Monday, June 6, 2016

How to Grow the Beautiful Peony

Hello there! How was your weekend? Ours was fantastic. Sorry for the silence late last week -- I planned to post on Friday but we drove all night long to get home from a quick trip out of town. I was exhausted and then we had a full day when we got home. 

I'm back at it this week and it's our first full week home on summer break. I'm looking forward to being equal parts lazy and productive -- yay for summer!!

I wrote about this beautiful flower two years ago (actually on the same day, that's weird) but I adore this plant so much I thought I'd update you with a few more tips. On that last post I share about the varieties of the flower and how to get the ants off of them when you bring them in. Today I'm talking more about how to care for the plant and how to get more blooms. Peonies can be kind finicky, but when they're happy you won't ever need to touch them again. 
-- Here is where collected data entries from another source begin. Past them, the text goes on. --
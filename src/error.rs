use thiserror::Error;

use crate::models::SnippetId;

pub type Result<T> = std::result::Result<T, SnippetError>;

/// Errors surfaced by the snippet core
#[derive(Debug, Error)]
pub enum SnippetError {
    /// Title or code missing on create/update
    #[error("please fill in title and code fields (missing: {0})")]
    Validation(&'static str),

    #[error("snippet not found: {id}")]
    NotFound { id: SnippetId },

    /// The durable blob exists but could not be decoded
    #[error("failed to read snippet storage: {0}")]
    PersistenceRead(String),

    #[error("failed to write snippet storage: {0}")]
    PersistenceWrite(String),

    #[error("clipboard write failed: {0}")]
    Clipboard(String),

    #[error("unknown language '{0}'")]
    UnknownLanguage(String),

    #[error("configuration error: {0}")]
    Config(String),

    #[error("I/O error: {0}")]
    Io(#[from] std::io::Error),

    #[error(transparent)]
    Other(#[from] anyhow::Error),
}

impl SnippetError {
    pub fn not_found(id: &SnippetId) -> Self {
        SnippetError::NotFound { id: id.clone() }
    }

    /// True for the errors a caller is expected to act on synchronously
    pub fn is_caller_error(&self) -> bool {
        matches!(
            self,
            SnippetError::Validation(_) | SnippetError::NotFound { .. }
        )
    }
}
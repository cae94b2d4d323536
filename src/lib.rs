//! snipvault - local code snippet store
//!
//! Keeps a personal collection of short code snippets in a single JSON slot
//! on disk. The [`SnippetRepository`] owns the collection and persists the
//! whole of it after every change, [`search`] derives the visible subset, and
//! [`EditSession`] turns "new"/"edit" form intents into repository calls.

pub mod clipboard;
pub mod config;
pub mod error;
pub mod logging;
pub mod models;
pub mod repository;
pub mod search;
pub mod session;

pub use clipboard::{Clipboard, CopyIndicator, SystemClipboard, copy_snippet};
pub use config::Config;
pub use error::{Result, SnippetError};
pub use models::{
    MemoryStorage, PersistenceAdapter, Snippet, SnippetDraft, SnippetId, SnippetLanguage,
    StorageManager,
};
pub use repository::{MergeSummary, SnippetRepository};
pub use search::{LanguageFilter, MatchField, SnippetQuery, filter_snippets};
pub use session::{BlockReason, ComposeMode, EditSession, SessionState, SubmitOutcome};
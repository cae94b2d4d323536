use std::fs;
use std::path::Path;

use anyhow::{Context, Result};
use chrono::{DateTime, Utc};
use serde::{Deserialize, Serialize};

use crate::models::Snippet;

/// Export format, picked from the target file extension
#[derive(Debug, Clone, Copy, PartialEq, Eq)]
pub enum ExportFormat {
    Json,
    Yaml,
}

impl ExportFormat {
    pub fn from_path(path: &Path) -> Self {
        match path.extension().and_then(|ext| ext.to_str()) {
            Some(ext) if ext.eq_ignore_ascii_case("yaml") || ext.eq_ignore_ascii_case("yml") => {
                ExportFormat::Yaml
            }
            _ => ExportFormat::Json,
        }
    }
}

/// Export file structure
#[derive(Debug, Clone, PartialEq, Serialize, Deserialize)]
#[serde(rename_all = "camelCase")]
pub struct ExportData {
    pub version: String,
    pub exported_at: DateTime<Utc>,
    pub snippets: Vec<Snippet>,
}

impl ExportData {
    pub fn new(snippets: &[Snippet]) -> Self {
        Self {
            version: env!("CARGO_PKG_VERSION").to_string(),
            exported_at: Utc::now(),
            snippets: snippets.to_vec(),
        }
    }
}

/// Either a full export or a bare copy of the storage slot
#[derive(Deserialize)]
#[serde(untagged)]
enum ImportDocument {
    Export(ExportData),
    Collection(Vec<Snippet>),
}

/// Export snippets to a file
pub fn export_snippets(snippets: &[Snippet], path: &Path) -> Result<()> {
    let export_data = ExportData::new(snippets);

    let content = match ExportFormat::from_path(path) {
        ExportFormat::Json => serde_json::to_string_pretty(&export_data)
            .context("Failed to serialize snippets to JSON")?,
        ExportFormat::Yaml => {
            serde_yaml::to_string(&export_data).context("Failed to serialize snippets to YAML")?
        }
    };

    if let Some(parent) = path.parent().filter(|p| !p.as_os_str().is_empty()) {
        fs::create_dir_all(parent).context("Failed to create export directory")?;
    }
    fs::write(path, content).context("Failed to write export file")
}

/// Import snippets from a file
pub fn import_snippets(path: &Path) -> Result<Vec<Snippet>> {
    let contents = fs::read_to_string(path).context("Failed to read import file")?;

    let document: ImportDocument = match ExportFormat::from_path(path) {
        ExportFormat::Yaml => {
            serde_yaml::from_str(&contents).context("Failed to parse YAML import file")?
        }
        ExportFormat::Json => {
            serde_json::from_str(&contents).context("Failed to parse JSON import file")?
        }
    };

    Ok(match document {
        ImportDocument::Export(data) => data.snippets,
        ImportDocument::Collection(snippets) => snippets,
    })
}
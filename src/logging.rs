use tracing_subscriber::EnvFilter;

/// Installs the stderr subscriber. `RUST_LOG` wins over `default_filter`.
///
/// Returns false when a subscriber was already installed.
pub fn init(default_filter: &str) -> bool {
    let filter = EnvFilter::try_from_default_env()
        .or_else(|_| EnvFilter::try_new(default_filter))
        .unwrap_or_else(|_| EnvFilter::new("warn"));

    tracing_subscriber::fmt()
        .with_env_filter(filter)
        .with_writer(std::io::stderr)
        .with_target(false)
        .try_init()
        .is_ok()
}
use inkpost::application::identity::PostAuthoring;
use inkpost_api_types::Post;

use crate::args::PostsCmd;
use crate::client::{CliError, Ctx, read_content};
use crate::print::print_json;

pub async fn handle(ctx: &Ctx, cmd: PostsCmd) -> Result<(), CliError> {
    match cmd {
        PostsCmd::List => {
            let posts = ctx.content()?.list_posts().await?;
            print_json(&posts)
        }
        PostsCmd::Get { id } => {
            let post = ctx.content()?.get_post(id).await?;
            print_json(&post)
        }
        PostsCmd::Create {
            title,
            content,
            content_file,
        } => {
            let body = read_content(content, content_file)?;
            create(ctx, &title, &body).await.map(|_| ())
        }
    }
}

pub async fn create(ctx: &Ctx, title: &str, body: &str) -> Result<Post, CliError> {
    let authoring = PostAuthoring::new(ctx.store.clone(), ctx.content()?).with_timeout(ctx.timeout);
    let post = authoring.publish(title, body).await?;
    print_json(&post)?;
    Ok(post)
}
This year my larger bush didn't produce as many blooms -- only about 12. That's low for that one and I was a little bummed…until I saw the flowers. They were HUGE:
Huge peony blooms

I mean. HUGE. I have never seen them this large. Anywhere!

They are seriously one of the most glorious flowers I've ever seen. So fluffy and delicate...and the scent -- it is truly intoxicating. A true "flower" scent and so lush and full. 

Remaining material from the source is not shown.